Oil prices edged up after hitting multi-month lows, as major producers may delay an output increase scheduled for next month, and U.S. inventories dropped. Gains, however, were limited by persistent concerns over demand.
Brent crude futures for November delivery rose 35 cents, or 0.48%, to $73.05 a barrel at 0607 GMT after dropping 1.4% in the previous session, reaching their lowest close since June 27, 2023. U.S. West Texas Intermediate crude for October delivery was up 35 cents, or 0.51%, to $69.55 a barrel after falling 1.6% on Wednesday, marking the lowest settlement since December 11.
“Pessimism in oil markets seems to have eased after robust API data and news of OPEC+ reconsidering its output hike, fueling optimism,” said Priyanka Sachdeva, senior market analyst at Phillip Nova.

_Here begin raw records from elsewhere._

/// "Notes: <text>" paragraph, only when the field is present and non-empty.
fn notes_section(b: &mut PageBuilder, invoice: &Invoice) {
    if !invoice.has_notes() {
        return;
    }
    let notes = invoice.notes.as_deref().unwrap_or_default();

    b.y += style::NOTES_SPACING_BEFORE;
    let line_height = style::line_height(style::BODY_SIZE);
    let paragraph = format!("{}{}", style::NOTES_PREFIX, notes);
    for line in wrap_text(&paragraph, style::BODY_SIZE, style::content_width()) {
        b.ensure_room(line_height);
        b.text(line, style::MARGIN_LEFT, b.y, style::BODY_SIZE, FontKind::Regular, style::BLACK);
        b.y += line_height;
    }
}

/// Fixed two-line thank-you/payment-terms footer, centered, unconditional.
fn footer(b: &mut PageBuilder) {
    b.y += style::FOOTER_SPACING_BEFORE;
    let line_height = style::line_height(style::FOOTER_SIZE);

    b.ensure_room(style::FOOTER_LINES.len() as f32 * line_height);
    for line in style::FOOTER_LINES {
        let x = style::MARGIN_LEFT + (style::content_width() - text_width(line, style::FOOTER_SIZE)) / 2.0;
        b.text(line, x, b.y, style::FOOTER_SIZE, FontKind::Oblique, style::FOOTER_GRAY);
        b.y += line_height;
    }
}

/// Greedy word wrap against the approximate text width.
fn wrap_text(text: &str, font_size: f32, max_width: f32) -> Vec<String> {
    let mut lines = Vec::new();
    let mut line = String::new();
    for word in text.split_whitespace() {
        let candidate = if line.is_empty() { word.to_string() } else { format!("{line} {word}") };
        if !line.is_empty() && text_width(&candidate, font_size) > max_width {
            lines.push(std::mem::take(&mut line));
            line = word.to_string();
        } else {
            line = candidate;
        }
    }
    if !line.is_empty() {
        lines.push(line);
    }
    lines
}

#[cfg(test)]
mod tests {
    use super::*;
    use billcraft_model::LineItem;

    fn invoice_with(items: Vec<LineItem>) -> Invoice {
        Invoice {
            invoice_number: "INV-001".into(),
            invoice_date: "2025-03-01".into(),
            due_date: "2025-03-16".into(),
            customer_name: "Ada Lovelace".into(),
            customer_address: "12 Analytical Row".into(),
            customer_email: "ada@example.com".into(),
            items,
            ..Invoice::default()
        }
    }

    fn all_elements(layout: &InvoiceLayout) -> Vec<&Element> {
        layout.pages.iter().flat_map(|p| p.elements.iter()).collect()
    }

    /// Full-width rectangles are exactly the item-table body rows.
    fn body_row_rects(layout: &InvoiceLayout) -> Vec<&RectFill> {
        all_elements(layout)
            .into_iter()
            .filter_map(|e| match e {
                Element::Rect(r) if (r.width - style::content_width()).abs() < 0.01 => Some(r),
                _ => None,
            })
            .collect()
    }

    fn texts(layout: &InvoiceLayout) -> Vec<String> {
        all_elements(layout)
            .into_iter()
            .filter_map(|e| match e {
                Element::Text(t) => Some(t.text.clone()),
                _ => None,
            })
            .collect()
    }

    #[test]
    fn table_has_one_header_row_and_n_body_rows() {
        let layout = layout_invoice(&invoice_with(vec![
            LineItem::new("Widget", 2, 9.99),
            LineItem::new("Gadget", 1, 25.00),
            LineItem::new("Sprocket", 3, 1.25),
        ]));

        let header_cells = all_elements(&layout)
            .into_iter()
            .filter(|e| matches!(e, Element::Rect(r) if r.color == style::TABLE_HEADER_BG))
            .count();
        assert_eq!(header_cells, style::ITEM_HEADERS.len());
        assert_eq!(body_row_rects(&layout).len(), 3);
    }

    #[test]
    fn rows_are_striped_by_index_parity() {
        let layout = layout_invoice(&invoice_with(
            (0..5).map(|i| LineItem::new(format!("Item {i}"), 1, 1.0)).collect(),
        ));
        let rows = body_row_rects(&layout);
        for (index, row) in rows.iter().enumerate() {
            let expected = if index % 2 == 0 { style::ROW_BG } else { style::ROW_STRIPE_BG };
            assert_eq!(row.color, expected, "row {index}");
        }
    }

    #[test]
    fn rows_keep_input_order() {
        let layout = layout_invoice(&invoice_with(vec![
            LineItem::new("Zulu", 1, 1.0),
            LineItem::new("Alpha", 1, 1.0),
            LineItem::new("Mike", 1, 1.0),
        ]));
        let texts = texts(&layout);
        let zulu = texts.iter().position(|t| t == "Zulu").unwrap();
        let alpha = texts.iter().position(|t| t == "Alpha").unwrap();
        let mike = texts.iter().position(|t| t == "Mike").unwrap();
        assert!(zulu < alpha && alpha < mike);
    }

    #[test]
    fn row_totals_and_summary_use_two_decimal_currency() {
        let layout = layout_invoice(&invoice_with(vec![
            LineItem::new("Widget", 2, 9.99),
            LineItem::new("Gadget", 1, 25.00),
        ]));
        let texts = texts(&layout);

        // Row totals.
        assert!(texts.contains(&"₹19.98".to_string()));
        assert!(texts.contains(&"₹25.00".to_string()));

        // Subtotal, 10% tax, grand total.
        assert!(texts.contains(&"₹44.98".to_string()));
        assert!(texts.contains(&"₹4.50".to_string()));
        assert!(texts.contains(&"₹49.48".to_string()));
    }

    #[test]
    fn zero_items_yields_header_only_and_zero_totals() {
        let layout = layout_invoice(&invoice_with(vec![]));
        assert!(body_row_rects(&layout).is_empty());

        let zero = "₹0.00".to_string();
        let zeros = texts(&layout).iter().filter(|t| **t == zero).count();
        assert_eq!(zeros, 3, "subtotal, tax and grand total all render 0.00");
    }

    #[test]
    fn logo_box_present_only_when_logo_is_set() {
        let mut invoice = invoice_with(vec![]);
        let without = layout_invoice(&invoice);
        assert!(!all_elements(&without).iter().any(|e| matches!(e, Element::Logo(_))));

        invoice.logo = Some(vec![0u8; 4]);
        let with = layout_invoice(&invoice);
        let logo = all_elements(&with)
            .into_iter()
            .find_map(|e| match e {
                Element::Logo(b) => Some(b.clone()),
                _ => None,
            })
            .expect("logo box");
        assert_eq!(logo.width, style::LOGO_BOX_SIZE);
        assert_eq!(logo.height, style::LOGO_BOX_SIZE);
    }

    #[test]
    fn notes_paragraph_only_when_non_empty() {
        let mut invoice = invoice_with(vec![]);
        let no_notes = layout_invoice(&invoice);
        assert!(!texts(&no_notes).iter().any(|t| t.starts_with("Notes:")));

        invoice.notes = Some(String::new());
        let empty_notes = layout_invoice(&invoice);
        assert!(!texts(&empty_notes).iter().any(|t| t.starts_with("Notes:")));

        invoice.notes = Some("Payment by bank transfer".into());
        let with_notes = layout_invoice(&invoice);
        assert!(
            texts(&with_notes)
                .iter()
                .any(|t| t.starts_with("Notes: Payment by bank transfer"))
        );
    }

    #[test]
    fn footer_is_always_present_and_centered() {
        let layout = layout_invoice(&invoice_with(vec![]));
        let elements = all_elements(&layout);
        let footer: Vec<_> = elements
            .iter()
            .filter_map(|e| match e {
                Element::Text(t) if t.font == FontKind::Oblique => Some(t),
                _ => None,
            })
            .collect();
        assert_eq!(footer.len(), 2);
        for line in footer {
            let width = text_width(&line.text, line.size);
            let center = line.x + width / 2.0;
            let page_center = style::MARGIN_LEFT + style::content_width() / 2.0;
            assert!((center - page_center).abs() < 0.5);
        }
    }

    #[test]
    fn long_item_lists_paginate() {
        let layout = layout_invoice(&invoice_with(
            (0..80).map(|i| LineItem::new(format!("Item {i}"), 1, 2.50)).collect(),
        ));
        assert!(layout.pages.len() >= 2, "expected a page break, got {}", layout.pages.len());
        assert_eq!(body_row_rects(&layout).len(), 80);

        // Every element stays inside the page margins.
        for page in &layout.pages {
            for element in &page.elements {
                let y = match element {
                    Element::Text(t) => t.y,
                    Element::Rect(r) => r.y + r.height,
                    Element::Logo(b) => b.y + b.height,
                };
                assert!(y <= style::PAGE_HEIGHT - style::MARGIN_BOTTOM + 0.01);
            }
        }
    }

    #[test]
    fn layout_is_idempotent() {
        let mut invoice = invoice_with(vec![
            LineItem::new("Widget", 2, 9.99),
            LineItem::new("Gadget", 1, 25.00),
        ]);
        invoice.notes = Some("Net 15".into());
        assert_eq!(layout_invoice(&invoice), layout_invoice(&invoice));
    }

    #[test]
    fn wrap_respects_max_width() {
        let lines = wrap_text(
            "one two three four five six seven eight nine ten",
            12.0,
            100.0,
        );
        assert!(lines.len() > 1);
        for line in &lines {
            assert!(text_width(line, 12.0) <= 100.0 || !line.contains(' '));
        }
    }
}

The Organization of the Petroleum Exporting Countries (OPEC) and its allies, led by Russia, known as OPEC+, are discussing delaying their planned October output increase due to the recent sharp drop in prices, according to four sources within the group.
Last week, OPEC+ planned to proceed with a 180,000 barrels-per-day (bpd) output hike in October, part of a gradual unwind of their recent 2.2 million bpd cut.
However, potential resolutions to the dispute halting Libyan exports and soft Chinese demand have led the group to reconsider.
Prices were also supported by American Petroleum Institute (API) data showing U.S. crude stockpiles fell by 7.431 million barrels last week, significantly more than analysts’ expectations of a 1 million barrel draw.
“API numbers released overnight were constructive,” noted ING analysts in a client report, adding that if official government data confirms the decline, it could mark the largest weekly drop since June.
The Energy Information Administration (EIA) is set to release weekly U.S. oil stocks data at 1430 GMT on Thursday.
Market participants are also awaiting additional U.S. macroeconomic indicators due later on Thursday.
“In the short term, as key U.S. economic growth data is expected today and tomorrow, short-term speculators may be hesitant to take fresh bearish positions on WTI, especially with short-term momentum indicators showing oversold readings,” said OANDA senior market analyst Kelvin Wong.
Ongoing demand concerns in China, the world’s largest oil importer, continued to cap price gains. Data released over the weekend by the Chinese government showed manufacturing activity slumped to a six-month low, with factory prices falling and orders declining.
“Economic slowdown in China and weaker-than-expected oil demand have hurt market confidence,” said Citi analysts in a report.